In 2010 I participated in Neogeography, a Queensland Writers Centre and Sunshine Coast Regional Council project looking at the intersection of writing and technology. While Virtual Treeline attempted to bridge the gap between cyber and local space, I used Neogeography to experiment with value adding to my local community, using my knowledge and skills to help individuals and organisations use digital technology creatively. I chose to focus on ‘Alternative Publishing’ introducing people to simple high and low tech ways to get ideas out there. We started with zines and postcards, but we moved on to You tube, Flickr, blogs, Place Stories and the whole gamut of e-publishing opportunities.
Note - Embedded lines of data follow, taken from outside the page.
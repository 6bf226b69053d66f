use std::io::{Read, Write};

use bulletproofs::{ProofError, RangeProof};
use curve25519_dalek_ng::ristretto::CompressedRistretto;
use curve25519_dalek_ng::scalar::Scalar;
use merlin::Transcript;
use tracing::debug;

use crate::{generators, Commitment, Error, MAX_AGGREGATION, RANGE_BITS};

/// 证明转录的域分离标签。
pub const TRANSCRIPT_LABEL: &[u8] = b"BulletProof.v1";

/// 聚合 16 个 64 位值时的证明字节长度：`32 * (9 + 2 * log2(64 * 16))`。
pub const MAX_PROOF_SIZE: usize = 32 * (9 + 2 * 10);

const POINT_SIZE: usize = 32;

/// 聚合范围证明及其对应的承诺。
///
/// 不携带承诺解码得到的证明只能比较，无法校验。
#[derive(Debug, Clone)]
pub struct Proof {
    commitments: Vec<CompressedRistretto>,
    proof: RangeProof,
}

impl Proof {
    #[must_use]
    pub fn commitments(&self) -> &[CompressedRistretto] {
        &self.commitments
    }

    /// 写出证明：可选的 `u32` LE 承诺数量及 32 字节承诺，
    /// 随后为 `u32` LE 证明长度及证明字节。
    ///
    /// # Errors
    ///
    /// 写入失败时返回 [`Error::Io`]。
    pub fn encode<W: Write>(
        &self,
        writer: &mut W,
        include_commitments: bool,
    ) -> Result<(), Error> {
        if include_commitments {
            write_len(writer, self.commitments.len())?;
            for commitment in &self.commitments {
                writer.write_all(commitment.as_bytes())?;
            }
        }

        let bytes = self.proof.to_bytes();
        write_len(writer, bytes.len())?;
        writer.write_all(&bytes)?;

        Ok(())
    }

    /// 读取 [`Proof::encode`] 的输出。
    ///
    /// # Errors
    ///
    /// 读取失败、长度超限或证明字节格式错误时返回错误。
    pub fn decode<R: Read>(
        reader: &mut R,
        include_commitments: bool,
    ) -> Result<Self, Error> {
        let mut commitments = Vec::new();

        if include_commitments {
            let count = read_len(reader, "commitment count", MAX_AGGREGATION)?;
            commitments.reserve(count);
            for _ in 0..count {
                let mut point = [0u8; POINT_SIZE];
                reader.read_exact(&mut point)?;
                commitments.push(CompressedRistretto(point));
            }
        }

        let size = read_len(reader, "proof size", MAX_PROOF_SIZE)?;
        let mut bytes = vec![0u8; size];
        reader.read_exact(&mut bytes)?;
        let proof = RangeProof::from_bytes(&bytes).map_err(Error::Proof)?;

        Ok(Self { commitments, proof })
    }

    /// 比较证明字节；`include_commitments` 为真时同时比较承诺。
    #[must_use]
    pub fn equals(&self, other: &Self, include_commitments: bool) -> bool {
        if include_commitments && self.commitments != other.commitments {
            return false;
        }

        self.proof.to_bytes() == other.proof.to_bytes()
    }
}

/// 为 `amounts` 生成聚合范围证明，`commitments[i]` 须承诺 `amounts[i]`。
///
/// `check_openings` 为真时先逐一重算承诺，不符即报错。
///
/// # Errors
///
/// 数量不一致、数量不是不超过 16 的 2 的幂、承诺不符或证明生成失败。
pub fn prove(
    amounts: &[u64],
    commitments: &[Commitment],
    check_openings: bool,
) -> Result<Proof, Error> {
    if amounts.len() != commitments.len() {
        return Err(Error::LengthMismatch {
            amounts: amounts.len(),
            commitments: commitments.len(),
        });
    }
    check_aggregation(amounts.len())?;

    if check_openings {
        for (index, (amount, commitment)) in
            amounts.iter().zip(commitments).enumerate()
        {
            if !commitment.opens_to(*amount) {
                return Err(Error::OpeningMismatch { index });
            }
        }
    }

    let blindings: Vec<Scalar> =
        commitments.iter().map(Commitment::blinding).collect();

    let mut transcript = Transcript::new(TRANSCRIPT_LABEL);
    let (proof, points) = RangeProof::prove_multiple(
        generators::bulletproof(),
        generators::pedersen(),
        &mut transcript,
        amounts,
        &blindings,
        RANGE_BITS,
    )
    .map_err(Error::Proof)?;

    debug!(values = amounts.len(), "range proof generated");

    Ok(Proof {
        commitments: points,
        proof,
    })
}

/// 校验证明；证明不成立时返回 `Ok(false)`。
///
/// # Errors
///
/// 证明不含承诺、承诺数量非法或底层报告非校验类错误。
pub fn verify(proof: &Proof) -> Result<bool, Error> {
    if proof.commitments.is_empty() {
        return Err(Error::MissingCommitments);
    }
    check_aggregation(proof.commitments.len())?;

    let mut transcript = Transcript::new(TRANSCRIPT_LABEL);
    match proof.proof.verify_multiple(
        generators::bulletproof(),
        generators::pedersen(),
        &mut transcript,
        &proof.commitments,
        RANGE_BITS,
    ) {
        Ok(()) => Ok(true),
        Err(ProofError::VerificationError) => {
            debug!(values = proof.commitments.len(), "range proof rejected");
            Ok(false)
        }
        Err(err) => Err(Error::Proof(err)),
    }
}

fn check_aggregation(count: usize) -> Result<(), Error> {
    if count == 0 || count > MAX_AGGREGATION || !count.is_power_of_two() {
        return Err(Error::InvalidAggregation {
            count,
            max: MAX_AGGREGATION,
        });
    }
    Ok(())
}

fn write_len<W: Write>(writer: &mut W, len: usize) -> Result<(), Error> {
    let len = u32::try_from(len).map_err(|_| Error::TooLarge {
        what: "length prefix",
        found: len,
        limit: u32::MAX as usize,
    })?;
    writer.write_all(&len.to_le_bytes())?;
    Ok(())
}

fn read_len<R: Read>(
    reader: &mut R,
    what: &'static str,
    limit: usize,
) -> Result<usize, Error> {
    let mut prefix = [0u8; 4];
    reader.read_exact(&mut prefix)?;

    let found = u32::from_le_bytes(prefix) as usize;
    if found > limit {
        return Err(Error::TooLarge { what, found, limit });
    }
    Ok(found)
}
Amazingly a lot of this seems so simple these days, but the project started before the first ipad was released.


http://alternativepublishing.info


As well as free community workshops on zines and e publishing I also offered my technical expertise to a local environmental organization that was in the midst of a campaign to have a marine park declared on the Sunshine Coast. I helped them to put together an educational book that is available as print on demand on-line. It’s also a template they are using to find sponsorship for a larger publication. As an adjunct to their campaign I also made a video of a virtual underwater environment using images they had, taken on reefs off the sunshine coast, as the basis for the virtual environment. The video is on their website and has been used in various contexts as part of the campaign.



What I got out of working on this project was not necessarily about the products, or about my own art.

It was about seeing that ‘Pling’ of understanding when someone realizes that technology is something they can use for their own ends. It’s not all bad or difficult.



Working in cyberspace and belonging to global communities does not neces-

sarily mean we have to be less connected to our local communities. We can straddle the boundaries, but it’s certainly not easy. Working in local communities is personally rewarding at that warm fuzzy feeling level. Funders and arts organisations love it. For artists it’s a mixed bag.

People out there are hungry for engagement with technology– they can eat you up and spit you out. Community projects can stifle your ability to get on with more complex and rewarding things, take you away from your global connections. When I look at the number of websites and blogs I maintain and the number of projects I’m now involved in at local level I realize that I have now spread myself very thinly, and I’m in danger of losing track of my own directions and practice. It takes a lot of time and effort to be a successful artist in one community, let alone two or three.

There’s a need for balance. Do artists have to make a choice?